CONCLUSION: Low V(LF) was associated with hip fracture risk in older women even when combined with lifestyle-related risk factors. Further development of the method is needed to improve the measurement precision and to confirm the results.

Background

Osteoporotic fractures possess a significant public health problem that is increasing due to aging population. At the moment, the golden standard used in fracture risk assessment is bone mineral density (BMD) measurements using dual energy x-ray absorptiometry (DXA). Recently, World Health Organization (WHO) introduced FRAX®, a fracture risk calculator that combines easily obtained clinical information and DXA-based femoral neck BMD, if available, to estimate the 10-year osteoporotic fracture probability [1].

Quantitative ultrasound (QUS) has raised interest as an alternative method to x-ray-based imaging for measuring bone status. There is a number of different QUS methods that have been used to assess bone status and to evaluate fracture risk [2]. The advantages of ultrasound include a relatively low cost and a portable technique with no ionizing radiation. The results of QUS measurements have been shown to be associated with fracture risk [3]. A question has arisen whether QUS parameters can serve as a surrogate for DXA-based BMD to improve FRAX® estimate [4].

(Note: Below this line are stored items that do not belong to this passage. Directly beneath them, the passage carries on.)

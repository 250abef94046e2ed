//! Password sign-in: form validation, provider call, store update.

use time::OffsetDateTime;

use crate::error::Error;
use crate::provider::IdentityProvider;
use crate::session::{SessionStore, authenticate};
use crate::types::{AccessToken, Role, UserIdentity};

/// Login failures, phrased for the login form's error banner.
#[derive(Debug, Clone, PartialEq, Eq, thiserror::Error)]
pub enum LoginError {
    #[error("Email is required")]
    EmailRequired,
    #[error("Enter a valid email address")]
    InvalidEmail,
    #[error("Password is required")]
    PasswordRequired,
    /// The provider refused the credentials; carries its message.
    #[error("{0}")]
    Rejected(String),
    #[error("An unexpected error occurred. Please try again.")]
    Unexpected,
}

impl LoginError {
    /// True for errors attached to a single form field rather than the banner.
    #[must_use]
    pub fn is_field_error(&self) -> bool {
        matches!(
            self,
            Self::EmailRequired | Self::InvalidEmail | Self::PasswordRequired
        )
    }
}

impl From<Error> for LoginError {
    fn from(e: Error) -> Self {
        match e {
            Error::Provider {
                status: Some(_), ..
            }
            | Error::InvalidRole(_)
            | Error::MissingClaim(_) => Self::Rejected(e.user_message()),
            _ => Self::Unexpected,
        }
    }
}

/// Validated email and password pair.
#[derive(Clone)]
pub struct Credentials {
    email: String,
    password: String,
}

impl Credentials {
    /// # Errors
    ///
    /// Returns the first failing field check, email before password.
    pub fn new(email: impl Into<String>, password: impl Into<String>) -> Result<Self, LoginError> {
        let email = email.into();
        let password = password.into();

        if email.is_empty() {
            return Err(LoginError::EmailRequired);
        }
        if !is_valid_email(&email) {
            return Err(LoginError::InvalidEmail);
        }
        if password.is_empty() {
            return Err(LoginError::PasswordRequired);
        }

        Ok(Self { email, password })
    }

    #[must_use]
    pub fn email(&self) -> &str {
        &self.email
    }

    #[must_use]
    pub fn password(&self) -> &str {
        &self.password
    }
}

impl std::fmt::Debug for Credentials {
    fn fmt(&self, f: &mut std::fmt::Formatter<'_>) -> std::fmt::Result {
        f.debug_struct("Credentials")
            .field("email", &self.email)
            .finish_non_exhaustive()
    }
}

/// Checks the `local@domain.tld` shape the login form accepts.
///
/// - No whitespace anywhere
/// - Exactly one `@` with a non-empty local part
/// - A `.` inside the domain with characters on both sides
#[must_use]
pub fn is_valid_email(s: &str) -> bool {
    if s.chars().any(char::is_whitespace) {
        return false;
    }
    let Some((local, domain)) = s.split_once('@') else {
        return false;
    };
    if local.is_empty() || domain.contains('@') {
        return false;
    }
    domain
        .char_indices()
        .any(|(i, c)| c == '.' && i > 0 && i + 1 < domain.len())
}

/// Built-in accounts accepted when dev login is enabled and the provider
/// rejects the credentials.
#[derive(Debug, Clone, Copy)]
pub struct DevAccount {
    pub email: &'static str,
    pub password: &'static str,
    pub name: &'static str,
    pub role: Role,
    pub token: &'static str,
}

pub const DEV_ACCOUNTS: &[DevAccount] = &[
    DevAccount {
        email: "admin@example.com",
        password: "admin123",
        name: "Admin User",
        role: Role::Admin,
        token: "mock-admin-token",
    },
    DevAccount {
        email: "engineer@example.com",
        password: "engineer123",
        name: "Technical Engineer",
        role: Role::Engineer,
        token: "mock-engineer-token",
    },
];

fn find_dev_account(credentials: &Credentials) -> Option<&'static DevAccount> {
    DEV_ACCOUNTS
        .iter()
        .find(|a| a.email == credentials.email && a.password == credentials.password)
}

/// Where a successful login lands.
#[derive(Debug, Clone, Copy, PartialEq, Eq)]
#[non_exhaustive]
pub struct LoginOutcome {
    pub role: Role,
    pub redirect: &'static str,
}

impl LoginOutcome {
    fn for_role(role: Role) -> Self {
        Self {
            role,
            redirect: role.home(),
        }
    }
}

/// Signs in with the provider and records the session locally.
///
/// The local write happens right away rather than waiting for the
/// provider's `SignedIn` event; both carry the same session, so whichever
/// lands second is a no-op in effect.
///
/// # Errors
///
/// Returns [`LoginError::Rejected`] with the provider's message when the
/// credentials are refused (or the account has no console role) and
/// [`LoginError::Unexpected`] for transport failures. The store is left
/// untouched on error. A provider session for an account without a console
/// role is revoked before returning.
pub async fn sign_in<P: IdentityProvider>(
    provider: &P,
    store: &SessionStore,
    credentials: &Credentials,
    dev_login_enabled: bool,
) -> Result<LoginOutcome, LoginError> {
    let provider_error = match provider.sign_in_with_password(credentials).await {
        Ok(session) => {
            let auth = match authenticate(&session, None) {
                Ok(auth) => auth,
                Err(e) => {
                    tracing::warn!(error = %e, "Signed-in account has no console identity, revoking");
                    if let Err(revoke) = provider.revoke_session(&session).await {
                        tracing::warn!(error = %revoke, "Revoking rejected session failed");
                    }
                    return Err(e.into());
                }
            };
            let role = auth.user().role;
            store.login(auth.token().clone(), auth.user().clone());
            return Ok(LoginOutcome::for_role(role));
        }
        Err(e) => e,
    };

    if dev_login_enabled {
        if let Some(account) = find_dev_account(credentials) {
            tracing::warn!(email = %account.email, "Provider rejected sign-in, using dev account");
            store.login(
                AccessToken::new(account.token),
                UserIdentity::new(
                    account.name,
                    account.email,
                    account.role,
                    OffsetDateTime::now_utc(),
                ),
            );
            return Ok(LoginOutcome::for_role(account.role));
        }
    }

    match &provider_error {
        Error::Provider {
            status: Some(_), ..
        } => tracing::info!(error = %provider_error, "Sign-in rejected"),
        _ => tracing::error!(error = %provider_error, "Sign-in failed"),
    }
    Err(provider_error.into())
}

#[cfg(test)]
mod tests {
    use std::sync::Arc;

    use super::*;
    use crate::provider::mock::MockIdentityProvider;
    use crate::session::SessionState;

    fn creds(email: &str, password: &str) -> Credentials {
        Credentials::new(email, password).unwrap()
    }

    #[test]
    fn test_valid_emails() {
        assert!(is_valid_email("dana@acme.io"));
        assert!(is_valid_email("ops.lead+oncall@mail.acme.co.uk"));
        assert!(is_valid_email("a@b.c"));
    }

    #[test]
    fn test_invalid_emails() {
        assert!(!is_valid_email("dana"));
        assert!(!is_valid_email("@acme.io"));
        assert!(!is_valid_email("dana@acme"));
        assert!(!is_valid_email("dana@.io"));
        assert!(!is_valid_email("dana@acme."));
        assert!(!is_valid_email("da na@acme.io"));
        assert!(!is_valid_email("dana@ac@me.io"));
    }

    #[test]
    fn test_credentials_field_order() {
        assert_eq!(Credentials::new("", "").unwrap_err(), LoginError::EmailRequired);
        assert_eq!(Credentials::new("nope", "").unwrap_err(), LoginError::InvalidEmail);
        assert_eq!(
            Credentials::new("dana@acme.io", "").unwrap_err(),
            LoginError::PasswordRequired
        );
        assert!(LoginError::PasswordRequired.is_field_error());
        assert!(!LoginError::Unexpected.is_field_error());
    }

    #[test]
    fn test_credentials_debug_hides_password() {
        let debug = format!("{:?}", creds("dana@acme.io", "hunter22"));
        assert!(debug.contains("dana@acme.io"));
        assert!(!debug.contains("hunter22"));
    }

    #[tokio::test]
    async fn test_sign_in_records_session_and_routes_by_role() {
        let provider = MockIdentityProvider::new().with_account(
            "dana@acme.io",
            "pw",
            Some("Dana"),
            Some("ENGINEER"),
        );
        let store = SessionStore::new();

        let outcome = sign_in(&provider, &store, &creds("dana@acme.io", "pw"), false)
            .await
            .unwrap();

        assert_eq!(outcome.role, Role::Engineer);
        assert_eq!(outcome.redirect, "/engineer");
        let session = store.snapshot();
        assert_eq!(session.user().unwrap().name, "Dana");
        assert!(session.token().is_some());
    }

    #[tokio::test]
    async fn test_sign_in_name_defaults_to_email_local_part() {
        let provider =
            MockIdentityProvider::new().with_account("ops@acme.io", "pw", None, Some("ADMIN"));
        let store = SessionStore::new();

        let outcome = sign_in(&provider, &store, &creds("ops@acme.io", "pw"), false)
            .await
            .unwrap();

        assert_eq!(outcome.redirect, "/admin");
        assert_eq!(store.snapshot().user().unwrap().name, "ops");
    }

    #[tokio::test]
    async fn test_rejected_sign_in_leaves_store_unchanged() {
        let provider =
            MockIdentityProvider::new().with_account("dana@acme.io", "pw", None, Some("ADMIN"));
        let store = SessionStore::new();
        let before = store.snapshot();

        let err = sign_in(&provider, &store, &creds("dana@acme.io", "wrong"), false)
            .await
            .unwrap_err();

        assert_eq!(err, LoginError::Rejected("Invalid login credentials".into()));
        assert_eq!(store.snapshot(), before);
    }

    #[tokio::test]
    async fn test_account_without_role_is_rejected() {
        let provider = MockIdentityProvider::new().with_account("dana@acme.io", "pw", None, None);
        let store = SessionStore::new();

        let err = sign_in(&provider, &store, &creds("dana@acme.io", "pw"), false)
            .await
            .unwrap_err();

        assert!(matches!(err, LoginError::Rejected(_)));
        assert!(store.snapshot().token().is_none());
    }

    #[tokio::test]
    async fn test_role_less_sign_in_keeps_current_session() {
        let provider = MockIdentityProvider::new()
            .with_account("root@acme.io", "pw", Some("Root"), Some("ADMIN"))
            .with_account("norole@acme.io", "pw", None, None);
        let store = Arc::new(SessionStore::new());
        let _pump = store.start(&provider).await;

        sign_in(&provider, &store, &creds("root@acme.io", "pw"), false)
            .await
            .unwrap();
        let before = store.snapshot();

        let err = sign_in(&provider, &store, &creds("norole@acme.io", "pw"), false)
            .await
            .unwrap_err();
        for _ in 0..4 {
            tokio::task::yield_now().await;
        }

        assert_eq!(
            err,
            LoginError::Rejected("Your account has no console role assigned.".into())
        );
        assert_eq!(store.snapshot(), before);
        assert_eq!(store.state(), SessionState::Authenticated(Role::Admin));
        assert!(provider.current_session().is_none());
        assert_eq!(provider.revoked_tokens().len(), 1);
    }

    #[tokio::test]
    async fn test_transport_failure_is_unexpected() {
        let provider = MockIdentityProvider::new()
            .with_account("dana@acme.io", "pw", None, Some("ADMIN"))
            .fail_sign_in("connection refused");
        let store = SessionStore::new();

        let err = sign_in(&provider, &store, &creds("dana@acme.io", "pw"), false)
            .await
            .unwrap_err();

        assert_eq!(err, LoginError::Unexpected);
    }

    #[tokio::test]
    async fn test_dev_account_fallback_only_when_enabled() {
        let provider = MockIdentityProvider::new();
        let store = SessionStore::new();
        let demo = creds("engineer@example.com", "engineer123");

        assert!(sign_in(&provider, &store, &demo, false).await.is_err());
        assert_eq!(store.snapshot().state(), SessionState::Bootstrapping);

        let outcome = sign_in(&provider, &store, &demo, true).await.unwrap();
        assert_eq!(outcome.redirect, "/engineer");
        let session = store.snapshot();
        assert_eq!(session.token().unwrap().as_str(), "mock-engineer-token");
        assert_eq!(session.user().unwrap().name, "Technical Engineer");
    }

    #[tokio::test]
    async fn test_dev_fallback_requires_matching_password() {
        let provider = MockIdentityProvider::new();
        let store = SessionStore::new();

        let err = sign_in(&provider, &store, &creds("admin@example.com", "nope"), true)
            .await
            .unwrap_err();

        assert!(matches!(err, LoginError::Rejected(_)));
    }
}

A novel low-frequency (LF) axial transmission QUS method for assessing the properties of cortical bone has been shown to reflect bone density and cortical thickness [5-7]. A relationship between the LF tibial velocity (VLF) and geometry of proximal femur in older women has also been suggested [8]. However, the suitability of the method for individual fracture risk assessment has not yet been established.

In this study we evaluated the association between the LF axial transmission ultrasound method and fractures in a population-based sample of older women, using the standard DXA as the reference method. We hypothesized that decreased ultrasound velocity measured on tibia is associated with increased hip fracture risk in elderly females. In our previous population based prospective study we assessed life-style related determinants of hip fracture in elderly females [9]. Here we analyzed how the combination of low-frequency ultrasound and previously determined lifestyle-related factors are related to the risk of hip fracture.

Methods

Subjects and clinical assessment

The study population consisted of 490 women born between 1924 and 1927, originally recruited in 1997 as a population-based cohort to study the risk factors for osteoporosis and fractures [10]. All those still alive belonging to the original cohort were invited to clinical measurements in 2006. A total of 618 women attended these measurements, and 490 were measured using quantitative ultrasound. The fracture history between December 1, 1997 and December 31, 2010 was collected from hospital discharge registers. The fractures were confirmed manually from medical records to avoid the bias of recording multiple hospitalizations due to a single fracture. Health and lifestyle information, including medical history, age at menopause, smoking habits, alcohol and coffee consumption, physical activity and mobility, calcium and vitamin D intakes, and fracture history was collected at study baseline in 1997 using self-administrative questionnaires and interviews. The assessment of functional mobility at baseline was done using the “Timed Up & Go” (TUG) test [11]. All subjects gave a written informed consent and the study protocol was approved by the Ethics Committee of the Northern Ostrobothnia Hospital District. The study was done in accordance with the Declaration of Helsinki.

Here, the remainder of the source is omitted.